Work request:
When the line containing "#[serde(untagged)]" appears in the data below, begin copying there and stop only after the line containing "pub struct IncomeInfo".

Data shown Block Start

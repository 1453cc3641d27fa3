// src/connectors/messages.rs
//! Wire formats of the futures REST API. Field names follow the exchange JSON via `rename`;
//! everything is converted into `crate::types` before leaving the connector.
use crate::types::{
    AccountTrade, AssetBalance, BookTicker, IncomeRecord, IncomeType, OpenOrder, OrderResponse,
    Position, Side, SymbolLimits,
};
use rust_decimal::Decimal;
use serde::Deserialize;

/// Error body, e.g. `{"code":-1021,"msg":"Timestamp for this request is outside of the recvWindow."}`
#[derive(Debug, Deserialize)]
pub struct ApiErrorBody {
    pub code: i64,
    pub msg: String,
}

#[derive(Debug, Deserialize)]
pub struct ExchangeInfo {
    pub symbols: Vec<SymbolInfo>,
}

#[derive(Debug, Deserialize)]
pub struct SymbolInfo {
    pub symbol: String,

    #[serde(rename = "pricePrecision")]
    pub price_precision: u32,

    #[serde(rename = "quantityPrecision")]
    pub quantity_precision: u32,

    #[serde(default)]
    pub filters: Vec<SymbolFilter>,
}

#[derive(Debug, Deserialize)]
#[serde(tag = "filterType")]
pub enum SymbolFilter {
    #[serde(rename = "PRICE_FILTER")]
    Price {
        #[serde(rename = "tickSize")]
        tick_size: Decimal,
    },

    #[serde(rename = "LOT_SIZE")]
    LotSize {
        #[serde(rename = "stepSize")]
        step_size: Decimal,
        #[serde(rename = "minQty")]
        min_qty: Decimal,
        #[serde(rename = "maxQty")]
        max_qty: Decimal,
    },

    #[serde(rename = "MIN_NOTIONAL")]
    MinNotional { notional: Decimal },

    #[serde(other)]
    Other,
}

impl From<SymbolInfo> for SymbolLimits {
    fn from(info: SymbolInfo) -> Self {
        let mut limits = SymbolLimits {
            symbol: info.symbol,
            price_precision: info.price_precision,
            qty_precision: info.quantity_precision,
            tick_size: Decimal::ZERO,
            step_size: Decimal::ZERO,
            min_qty: Decimal::ZERO,
            max_qty: Decimal::ZERO,
            min_notional: None,
        };
        for filter in info.filters {
            match filter {
                SymbolFilter::Price { tick_size } => limits.tick_size = tick_size,
                SymbolFilter::LotSize {
                    step_size,
                    min_qty,
                    max_qty,
                } => {
                    limits.step_size = step_size;
                    limits.min_qty = min_qty;
                    limits.max_qty = max_qty;
                }
                SymbolFilter::MinNotional { notional } => limits.min_notional = Some(notional),
                SymbolFilter::Other => {}
            }
        }
        limits
    }
}

#[derive(Debug, Deserialize)]
pub struct AccountInfo {
    pub assets: Vec<AssetInfo>,
}

#[derive(Debug, Deserialize)]
pub struct AssetInfo {
    pub asset: String,

    #[serde(rename = "walletBalance")]
    pub wallet_balance: Decimal,

    #[serde(rename = "availableBalance")]
    pub available_balance: Decimal,
}

impl From<AssetInfo> for AssetBalance {
    fn from(a: AssetInfo) -> Self {
        AssetBalance {
            asset: a.asset,
            wallet_balance: a.wallet_balance,
            available_balance: a.available_balance,
        }
    }
}

#[derive(Debug, Deserialize)]
pub struct PositionRisk {
    pub symbol: String,

    #[serde(rename = "positionAmt")]
    pub position_amt: Decimal,

    #[serde(rename = "markPrice", default)]
    pub mark_price: Decimal,

    #[serde(default)]
    pub notional: Option<Decimal>,

    #[serde(rename = "updateTime", default)]
    pub update_time: i64,
}

impl From<PositionRisk> for Position {
    fn from(p: PositionRisk) -> Self {
        let notional = p.notional.unwrap_or(p.position_amt * p.mark_price);
        Position {
            symbol: p.symbol,
            amount: p.position_amt,
            notional,
            update_time: p.update_time,
        }
    }
}

#[derive(Debug, Deserialize)]
pub struct OpenOrderInfo {
    pub symbol: String,

    #[serde(rename = "orderId")]
    pub order_id: u64,

    #[serde(rename = "clientOrderId", default)]
    pub client_order_id: String,

    pub side: Side,
    pub price: Decimal,

    #[serde(rename = "origQty")]
    pub orig_qty: Decimal,

    #[serde(rename = "executedQty", default)]
    pub executed_qty: Decimal,

    #[serde(rename = "updateTime")]
    pub update_time: i64,
}

impl From<OpenOrderInfo> for OpenOrder {
    fn from(o: OpenOrderInfo) -> Self {
        OpenOrder {
            symbol: o.symbol,
            order_id: o.order_id,
            client_order_id: o.client_order_id,
            side: o.side,
            price: o.price,
            orig_qty: o.orig_qty,
            executed_qty: o.executed_qty,
            update_time: o.update_time,
        }
    }
}

#[derive(Debug, Deserialize)]
pub struct PlacedOrder {
    #[serde(rename = "orderId")]
    pub order_id: u64,
    pub symbol: String,
    pub status: String,
}

impl From<PlacedOrder> for OrderResponse {
    fn from(o: PlacedOrder) -> Self {
        OrderResponse {
            id: o.order_id.to_string(),
            symbol: o.symbol,
            status: o.status,
        }
    }
}

/// Entries of a batch response are either an accepted order or an error body.
#[derive(Debug, Deserialize)]
#[serde(untagged)]
pub enum BatchEntry {
    Placed(PlacedOrder),
    Rejected(ApiErrorBody),
}

#[derive(Debug, Deserialize)]
pub struct BookTickerInfo {
    pub symbol: String,

    #[serde(rename = "bidPrice")]
    pub bid_price: Decimal,

    #[serde(rename = "askPrice")]
    pub ask_price: Decimal,
}

impl From<BookTickerInfo> for BookTicker {
    fn from(t: BookTickerInfo) -> Self {
        BookTicker {
            symbol: t.symbol,
            bid: t.bid_price,
            ask: t.ask_price,
        }
    }
}

#[derive(Debug, Deserialize)]
pub struct PremiumIndex {
    pub symbol: String,

    #[serde(rename = "markPrice")]
    pub mark_price: Decimal,
}

#[derive(Debug, Deserialize)]
pub struct IncomeInfo {
    #[serde(default)]
    pub symbol: String,

    #[serde(rename = "incomeType")]
    pub income_type: IncomeType,

    pub income: Decimal,
    pub asset: String,
    pub time: i64,
}

impl From<IncomeInfo> for IncomeRecord {
    fn from(i: IncomeInfo) -> Self {
        IncomeRecord {
            symbol: i.symbol,
            income_type: i.income_type,
            amount: i.income,
            asset: i.asset,
            time: i.time,
        }
    }
}

#[derive(Debug, Deserialize)]
pub struct UserTrade {
    pub symbol: String,

    #[serde(rename = "quoteQty")]
    pub quote_qty: Decimal,

    #[serde(default)]
    pub commission: Decimal,

    pub time: i64,
}

impl From<UserTrade> for AccountTrade {
    fn from(t: UserTrade) -> Self {
        AccountTrade {
            symbol: t.symbol,
            quote_qty: t.quote_qty,
            commission: t.commission,
            time: t.time,
        }
    }
}
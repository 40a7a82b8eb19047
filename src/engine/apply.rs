use std::time::Instant;

use crate::cards::CardId;
use crate::engine::score::bonus;
use crate::state::GameState;

/// What a choose call did to the round.
#[derive(Debug, Clone, Copy, PartialEq, Eq)]
pub enum ChooseOutcome {
    /// Unknown id, or the card was already face up or matched.
    Ignored,
    /// The card flipped up and is now the armed candidate.
    Flipped,
    /// The card completed a pair. `points` includes the time bonuses.
    Matched { points: i32 },
    /// The card did not match the candidate. `penalty` is the total
    /// deduction for already-seen cards (0, 1x or 2x the per-card penalty).
    Mismatched { penalty: i32 },
}

/// Apply one choice to the round at an explicit instant.
///
/// The sole mutating operation on a [`GameState`]. Invalid choices are
/// no-ops; every reachable state keeps at most one card face up and
/// unmatched.
pub fn choose_at<C: PartialEq>(
    state: &mut GameState<C>,
    card_id: CardId,
    now: Instant,
) -> ChooseOutcome {
    let Some(chosen) = state.index_of(card_id) else {
        return ChooseOutcome::Ignored;
    };
    if state.cards[chosen].is_face_up || state.cards[chosen].is_matched {
        return ChooseOutcome::Ignored;
    }

    match state.candidate.take() {
        Some(candidate) if candidate != chosen => {
            let outcome = if state.cards[candidate].content == state.cards[chosen].content {
                // Bonuses are read before the flip so the chosen card's
                // current stint does not count against it.
                let points = state.scoring.match_award
                    + bonus(&state.cards[candidate], &state.scoring, now)
                    + bonus(&state.cards[chosen], &state.scoring, now);
                state.cards[candidate].is_matched = true;
                state.cards[chosen].is_matched = true;
                state.score += points;
                ChooseOutcome::Matched { points }
            } else {
                let mut penalty = 0;
                if state.cards[candidate].has_been_seen {
                    penalty += state.scoring.mismatch_penalty;
                }
                if state.cards[chosen].has_been_seen {
                    penalty += state.scoring.mismatch_penalty;
                }
                state.score -= penalty;
                state.cards[candidate].turn_face_down(now);
                ChooseOutcome::Mismatched { penalty }
            };
            state.cards[candidate].has_been_seen = true;
            state.cards[chosen].has_been_seen = true;
            state.cards[chosen].turn_face_up(now);
            outcome
        }
        _ => {
            // No candidate armed: reset any leftover face-up card, then arm
            // the chosen one and start its bonus clock.
            state.turn_all_face_down(now);
            state.cards[chosen].turn_face_up(now);
            state.candidate = Some(chosen);
            ChooseOutcome::Flipped
        }
    }
}

/// [`choose_at`] stamped with the current wall clock.
#[inline]
pub fn choose<C: PartialEq>(state: &mut GameState<C>, card_id: CardId) -> ChooseOutcome {
    choose_at(state, card_id, Instant::now())
}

Data shown Block End

Solution:
#[serde(untagged)]
pub enum BatchEntry {
    Placed(PlacedOrder),
    Rejected(ApiErrorBody),
}

#[derive(Debug, Deserialize)]
pub struct BookTickerInfo {
    pub symbol: String,

    #[serde(rename = "bidPrice")]
    pub bid_price: Decimal,

    #[serde(rename = "askPrice")]
    pub ask_price: Decimal,
}

impl From<BookTickerInfo> for BookTicker {
    fn from(t: BookTickerInfo) -> Self {
        BookTicker {
            symbol: t.symbol,
            bid: t.bid_price,
            ask: t.ask_price,
        }
    }
}

#[derive(Debug, Deserialize)]
pub struct PremiumIndex {
    pub symbol: String,

    #[serde(rename = "markPrice")]
    pub mark_price: Decimal,
}

#[derive(Debug, Deserialize)]
pub struct IncomeInfo {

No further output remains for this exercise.